Em Death Stranding você controla Sam Porter Bridges (Norman Reedus, de The Walking Dead), um experiente entregador que se vê convencido por questões familiares a enfrentar a empreitada de reconectar as cidades dos Estados Unidos através da rede chiral, um sistema de compartilhamento de dados e materiais que visa novamente transformar a terra devastada em um país por uma melhor e maior qualidade de vida, mas é claro que nada é tão simples assim e nem todos são simpáticos à essa operação; aqui, vale dizer que mesmo para quem não está interessado em ler as centenas de e-mails e entrevistas que desenvolvem o universo do game, a trama central já vale a experiência.
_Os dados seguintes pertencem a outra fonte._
//! File format detection.
//!
//! Extension match first; when the extension is missing or unknown, fall
//! back to content sniffing (magic bytes, ZIP entry probing for OOXML).
//! Nothing past this boundary sees an unclassified file.

use std::io::Cursor;

use crate::error::IngestionError;
use crate::models::FormatKind;

/// OLE compound-file magic, i.e. legacy Office binaries (`.xls`, `.doc`).
const OLE_MAGIC: [u8; 8] = [0xd0, 0xcf, 0x11, 0xe0, 0xa1, 0xb1, 0x1a, 0xe1];
const PNG_MAGIC: [u8; 8] = [0x89, b'P', b'N', b'G', 0x0d, 0x0a, 0x1a, 0x0a];

/// Detect the format of a file from its name and content.
///
/// The extension wins when it is recognized; otherwise the leading bytes
/// decide. Returns `UnsupportedFormat` when neither matches.
pub fn detect(filename: &str, bytes: &[u8]) -> Result<FormatKind, IngestionError> {
    if let Some(kind) = detect_by_extension(filename) {
        return Ok(kind);
    }
    if let Some(kind) = detect_by_content(bytes) {
        return Ok(kind);
    }
    Err(IngestionError::UnsupportedFormat(filename.to_string()))
}

fn detect_by_extension(filename: &str) -> Option<FormatKind> {
    let ext = filename.rsplit('.').next()?.to_ascii_lowercase();
    match ext.as_str() {
        "csv" => Some(FormatKind::Csv),
        "xlsx" | "xls" => Some(FormatKind::Excel),
        "pdf" => Some(FormatKind::Pdf),
        "docx" => Some(FormatKind::Docx),
        "txt" => Some(FormatKind::Text),
        "png" | "jpg" | "jpeg" => Some(FormatKind::Image),
        _ => None,
    }
}

fn detect_by_content(bytes: &[u8]) -> Option<FormatKind> {
    if bytes.starts_with(b"%PDF-") {
        return Some(FormatKind::Pdf);
    }
    if bytes.starts_with(&PNG_MAGIC) || bytes.starts_with(&[0xff, 0xd8, 0xff]) {
        return Some(FormatKind::Image);
    }
    if bytes.starts_with(&OLE_MAGIC) {
        // Legacy workbook container; the Excel ingestor reports the
        // subformat as unsupported.
        return Some(FormatKind::Excel);
    }
    if bytes.starts_with(b"PK\x03\x04") {
        return sniff_ooxml(bytes);
    }
    if let Ok(text) = std::str::from_utf8(bytes) {
        let printable = !text.is_empty()
            && text
                .chars()
                .all(|c| !c.is_control() || matches!(c, '\n' | '\r' | '\t'));
        if printable {
            return Some(FormatKind::Text);
        }
    }
    None
}

/// Distinguish xlsx from docx by the entries inside the ZIP container.
fn sniff_ooxml(bytes: &[u8]) -> Option<FormatKind> {
    let archive = zip::ZipArchive::new(Cursor::new(bytes)).ok()?;
    let mut saw_sheet = false;
    let mut saw_document = false;
    for name in archive.file_names() {
        if name.starts_with("xl/") {
            saw_sheet = true;
        } else if name.starts_with("word/") {
            saw_document = true;
        }
    }
    match (saw_sheet, saw_document) {
        (true, false) => Some(FormatKind::Excel),
        (false, true) => Some(FormatKind::Docx),
        _ => None,
    }
}

#[cfg(test)]
mod tests {
    use super::*;
    use std::io::Write;

    fn zip_with_entry(entry: &str) -> Vec<u8> {
        let mut buf = Vec::new();
        {
            let mut zw = zip::ZipWriter::new(Cursor::new(&mut buf));
            zw.start_file(entry, zip::write::SimpleFileOptions::default())
                .unwrap();
            zw.write_all(b"<x/>").unwrap();
            zw.finish().unwrap();
        }
        buf
    }

    #[test]
    fn extension_wins() {
        assert_eq!(detect("sales.csv", b"a,b\n1,2").unwrap(), FormatKind::Csv);
        assert_eq!(detect("report.PDF", b"").unwrap(), FormatKind::Pdf);
        assert_eq!(detect("book.xls", b"").unwrap(), FormatKind::Excel);
        assert_eq!(detect("scan.JPeG", b"").unwrap(), FormatKind::Image);
    }

    #[test]
    fn pdf_sniffed_without_extension() {
        assert_eq!(detect("upload", b"%PDF-1.4 ...").unwrap(), FormatKind::Pdf);
    }

    #[test]
    fn ooxml_sniffed_by_zip_entries() {
        let xlsx = zip_with_entry("xl/workbook.xml");
        assert_eq!(detect("upload", &xlsx).unwrap(), FormatKind::Excel);

        let docx = zip_with_entry("word/document.xml");
        assert_eq!(detect("upload", &docx).unwrap(), FormatKind::Docx);
    }

    #[test]
    fn plain_utf8_sniffed_as_text() {
        assert_eq!(detect("notes", b"hello world").unwrap(), FormatKind::Text);
    }

    #[test]
    fn unknown_is_unsupported() {
        let err = detect("blob.parquet", &[0x00, 0x01, 0x02]).unwrap_err();
        assert!(matches!(err, IngestionError::UnsupportedFormat(_)));
        assert!(err.to_string().contains("blob.parquet"));
    }
}
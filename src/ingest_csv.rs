//! CSV ingestion.

use crate::error::IngestionError;
use crate::ingest::{decode_text, table_metadata};
use crate::models::{Dataset, Ingested, Payload};

/// Parse CSV bytes into a tabular dataset.
///
/// The first record is the header row. Records whose width disagrees with
/// the header are treated as corruption rather than silently realigned.
pub fn ingest(bytes: &[u8]) -> Result<Ingested, IngestionError> {
    let text = decode_text(bytes)?;

    let mut reader = csv::ReaderBuilder::new()
        .trim(csv::Trim::All)
        .from_reader(text.as_bytes());

    let headers: Vec<String> = reader
        .headers()
        .map_err(|e| IngestionError::Corrupt(format!("CSV header: {}", e)))?
        .iter()
        .map(|h| h.to_string())
        .collect();

    if headers.is_empty() || headers.iter().all(|h| h.is_empty()) {
        return Err(IngestionError::Empty);
    }

    let mut rows: Vec<Vec<Option<String>>> = Vec::new();
    for record in reader.records() {
        let record = record.map_err(|e| IngestionError::Corrupt(format!("CSV record: {}", e)))?;
        rows.push(record.iter().map(|cell| Some(cell.to_string())).collect());
    }

    if rows.is_empty() {
        return Err(IngestionError::Empty);
    }

    let dataset = Dataset::from_rows(headers, rows);
    let metadata = table_metadata(&dataset);

    Ok(Ingested {
        payload: Payload::Table(dataset),
        metadata,
    })
}
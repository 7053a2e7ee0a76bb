//! HTTP API for UI front ends.
//!
//! Exposes the orchestrator over a JSON API so a browser UI can upload a
//! file, read the derived metadata/context, and drive the conversation.
//!
//! # Endpoints
//!
//! | Method   | Path | Description |
//! |----------|------|-------------|
//! | `GET`    | `/health` | Liveness check (version + active backend kind) |
//! | `POST`   | `/sessions` | Create a session, returns its id |
//! | `POST`   | `/sessions/{id}/load` | Load a file (base64 content) |
//! | `POST`   | `/sessions/{id}/ask` | Ask a question about the loaded data |
//! | `GET`    | `/sessions/{id}` | Source, metadata, context, conversation |
//! | `POST`   | `/sessions/{id}/reset` | Clear conversation (or everything) |
//! | `POST`   | `/sessions/{id}/backend` | Switch backend kind |
//! | `DELETE` | `/sessions/{id}` | Drop the session |
//!
//! # Error Contract
//!
//! All error responses use one envelope:
//!
//! ```json
//! { "error": { "code": "corrupt_file", "message": "..." } }
//! ```
//!
//! # Concurrency
//!
//! Each session is an `Arc<Mutex<Analyst>>`: the per-session mutex
//! serializes `load`/`ask` within one session while operations on different
//! sessions proceed without coordination. The session map itself is locked
//! only for lookup and insertion.

use std::collections::HashMap;
use std::sync::Arc;

use axum::{
    extract::{Path, State},
    http::StatusCode,
    response::{IntoResponse, Response},
    routing::{get, post},
    Json, Router,
};
use base64::Engine;
use serde::Deserialize;
use serde_json::json;
use tokio::sync::Mutex;
use tower_http::cors::{Any, CorsLayer};
use uuid::Uuid;

use crate::agent::Analyst;
use crate::config::{BackendKind, Config};
use crate::error::{AgentError, BackendError, IngestionError};

type SessionMap = HashMap<Uuid, Arc<Mutex<Analyst>>>;

#[derive(Clone)]
struct AppState {
    config: Arc<Config>,
    sessions: Arc<Mutex<SessionMap>>,
}

/// Start the HTTP API on the configured bind address.
pub async fn run_server(config: &Config) -> anyhow::Result<()> {
    let bind_addr = config.server.bind.clone();
    let state = AppState {
        config: Arc::new(config.clone()),
        sessions: Arc::new(Mutex::new(HashMap::new())),
    };

    let cors = CorsLayer::new()
        .allow_origin(Any)
        .allow_methods(Any)
        .allow_headers(Any);

    let app = Router::new()
        .route("/health", get(handle_health))
        .route("/sessions", post(handle_create_session))
        .route(
            "/sessions/{id}",
            get(handle_get_session).delete(handle_delete_session),
        )
        .route("/sessions/{id}/load", post(handle_load))
        .route("/sessions/{id}/ask", post(handle_ask))
        .route("/sessions/{id}/reset", post(handle_reset))
        .route("/sessions/{id}/backend", post(handle_switch_backend))
        .layer(cors)
        .with_state(state);

    println!("datalyst API listening on http://{}", bind_addr);

    let listener = tokio::net::TcpListener::bind(&bind_addr).await?;
    axum::serve(listener, app).await?;
    Ok(())
}

fn error_response(status: StatusCode, code: &str, message: String) -> Response {
    (
        status,
        Json(json!({ "error": { "code": code, "message": message } })),
    )
        .into_response()
}

fn ingestion_error_response(err: IngestionError) -> Response {
    error_response(StatusCode::UNPROCESSABLE_ENTITY, err.code(), err.to_string())
}

fn backend_error_response(err: BackendError) -> Response {
    let status = match err {
        BackendError::AuthenticationFailed => StatusCode::UNAUTHORIZED,
        BackendError::RateLimited => StatusCode::TOO_MANY_REQUESTS,
        _ => StatusCode::BAD_GATEWAY,
    };
    error_response(status, err.code(), err.to_string())
}

fn agent_error_response(err: AgentError) -> Response {
    match err {
        AgentError::NoData => {
            error_response(StatusCode::CONFLICT, "no_data", err.to_string())
        }
        AgentError::Ingestion(e) => ingestion_error_response(e),
        AgentError::Backend(e) => backend_error_response(e),
    }
}

async fn lookup(state: &AppState, id: Uuid) -> Result<Arc<Mutex<Analyst>>, Response> {
    state.sessions.lock().await.get(&id).cloned().ok_or_else(|| {
        error_response(
            StatusCode::NOT_FOUND,
            "not_found",
            format!("no session {}", id),
        )
    })
}

async fn handle_health(State(state): State<AppState>) -> Response {
    Json(json!({
        "status": "ok",
        "version": env!("CARGO_PKG_VERSION"),
        "backend": state.config.backend.kind.as_str(),
    }))
    .into_response()
}

async fn handle_create_session(State(state): State<AppState>) -> Response {
    let analyst = match Analyst::new(&state.config) {
        Ok(a) => a,
        Err(e) => return agent_error_response(e),
    };
    let id = Uuid::new_v4();
    state
        .sessions
        .lock()
        .await
        .insert(id, Arc::new(Mutex::new(analyst)));
    (StatusCode::CREATED, Json(json!({ "id": id }))).into_response()
}

#[derive(Deserialize)]
struct LoadRequest {
    filename: String,
    content_base64: String,
}

async fn handle_load(
    State(state): State<AppState>,
    Path(id): Path<Uuid>,
    Json(request): Json<LoadRequest>,
) -> Response {
    let session = match lookup(&state, id).await {
        Ok(s) => s,
        Err(resp) => return resp,
    };

    let bytes = match base64::engine::general_purpose::STANDARD.decode(&request.content_base64) {
        Ok(bytes) => bytes,
        Err(e) => {
            return error_response(
                StatusCode::BAD_REQUEST,
                "bad_request",
                format!("content_base64 is not valid base64: {}", e),
            )
        }
    };

    let mut analyst = session.lock().await;
    match analyst.load_bytes(&request.filename, &bytes) {
        Ok(loaded) => Json(json!({
            "source": &loaded.source,
            "metadata": &loaded.metadata,
            "context": &loaded.context,
        }))
        .into_response(),
        Err(e) => ingestion_error_response(e),
    }
}

#[derive(Deserialize)]
struct AskRequest {
    question: String,
}

async fn handle_ask(
    State(state): State<AppState>,
    Path(id): Path<Uuid>,
    Json(request): Json<AskRequest>,
) -> Response {
    if request.question.trim().is_empty() {
        return error_response(
            StatusCode::BAD_REQUEST,
            "bad_request",
            "question must not be empty".to_string(),
        );
    }
    let session = match lookup(&state, id).await {
        Ok(s) => s,
        Err(resp) => return resp,
    };

    let mut analyst = session.lock().await;
    match analyst.ask(&request.question).await {
        Ok(answer) => Json(json!({ "answer": answer })).into_response(),
        Err(e) => agent_error_response(e),
    }
}

async fn handle_get_session(State(state): State<AppState>, Path(id): Path<Uuid>) -> Response {
    let session = match lookup(&state, id).await {
        Ok(s) => s,
        Err(resp) => return resp,
    };
    let analyst = session.lock().await;

    let turns: Vec<_> = analyst.conversation().history().cloned().collect();
    let body = match analyst.session() {
        Some(s) => json!({
            "state": "ready",
            "backend": analyst.backend_kind().as_str(),
            "source": &s.source,
            "metadata": &s.metadata,
            "context": &s.context,
            "turns": turns,
            "conversation_summary": analyst.conversation().summary(),
        }),
        None => json!({
            "state": "empty",
            "backend": analyst.backend_kind().as_str(),
            "turns": turns,
        }),
    };
    Json(body).into_response()
}

#[derive(Deserialize)]
struct ResetRequest {
    /// When true, only the conversation is cleared; the loaded data stays.
    #[serde(default)]
    conversation_only: bool,
}

async fn handle_reset(
    State(state): State<AppState>,
    Path(id): Path<Uuid>,
    Json(request): Json<ResetRequest>,
) -> Response {
    let session = match lookup(&state, id).await {
        Ok(s) => s,
        Err(resp) => return resp,
    };
    let mut analyst = session.lock().await;
    if request.conversation_only {
        analyst.reset_conversation();
    } else {
        analyst.clear();
    }
    Json(json!({ "ok": true })).into_response()
}

#[derive(Deserialize)]
struct SwitchBackendRequest {
    kind: String,
}

async fn handle_switch_backend(
    State(state): State<AppState>,
    Path(id): Path<Uuid>,
    Json(request): Json<SwitchBackendRequest>,
) -> Response {
    let kind: BackendKind = match request.kind.parse() {
        Ok(kind) => kind,
        Err(e) => {
            return error_response(StatusCode::BAD_REQUEST, "bad_request", e.to_string())
        }
    };
    let session = match lookup(&state, id).await {
        Ok(s) => s,
        Err(resp) => return resp,
    };
    let mut analyst = session.lock().await;
    match analyst.switch_backend(kind) {
        Ok(()) => Json(json!({ "ok": true, "backend": kind.as_str() })).into_response(),
        Err(e) => agent_error_response(e),
    }
}

async fn handle_delete_session(State(state): State<AppState>, Path(id): Path<Uuid>) -> Response {
    let removed = state.sessions.lock().await.remove(&id).is_some();
    if removed {
        Json(json!({ "ok": true })).into_response()
    } else {
        error_response(
            StatusCode::NOT_FOUND,
            "not_found",
            format!("no session {}", id),
        )
    }
}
O elenco é complementado com estrelas como Margaret Qualley (A Substância), Léa Seydoux (Crimes do Futuro), Mads Mikkelsen (Hannibal) e Troy Baker (o Joel do game The Last of Us).

Margaret Qualley é Mama (Reprodução)

As entregas de fato são o foco do game, mas estão longe de ser simplesmente caminhar do ponto A ao B: o terreno influencia drasticamente a dificuldade da corrida, sendo necessários equipamentos como escadas ou cordas para transpô-los, mas que também disputam espaço com a mercadoria em si, e só quem já experienciou o jogo compreende que isso é muito mais complexo na prática; e existem ainda os ladrões, conhecidos como MULE’s, e os BT’s, seres perdidos entre os dois mundos e que representam enorme ameaça e devem ser enfrentados ou evitados com máximo cuidado. Há também o agravante de que o fenômeno da chuva temporal deteriora qualquer coisa atingida por ela em tempo recorde.

O básico do gameplay é simples, com visão em terceira pessoa, mas como todo game de Kojima, são oferecidos incontáveis recursos de comando e aparatos que permitem customizar a jornada de acordo com o gosto de cada um.

O jogador também participa ativamente da reconexão compartilhando materiais, equipamentos, veículos e até mesmo construções com outros colegas, facilitando todo o processo.

Com isso tudo em mente, já jogou Death Stranding? Se não, que tal jogar pra falar mal com propriedade?
A versão Director’s Cut do game está disponível em todas as plataformas e Death Stranding 2 sai dia 26 de Junho para Playstation 5.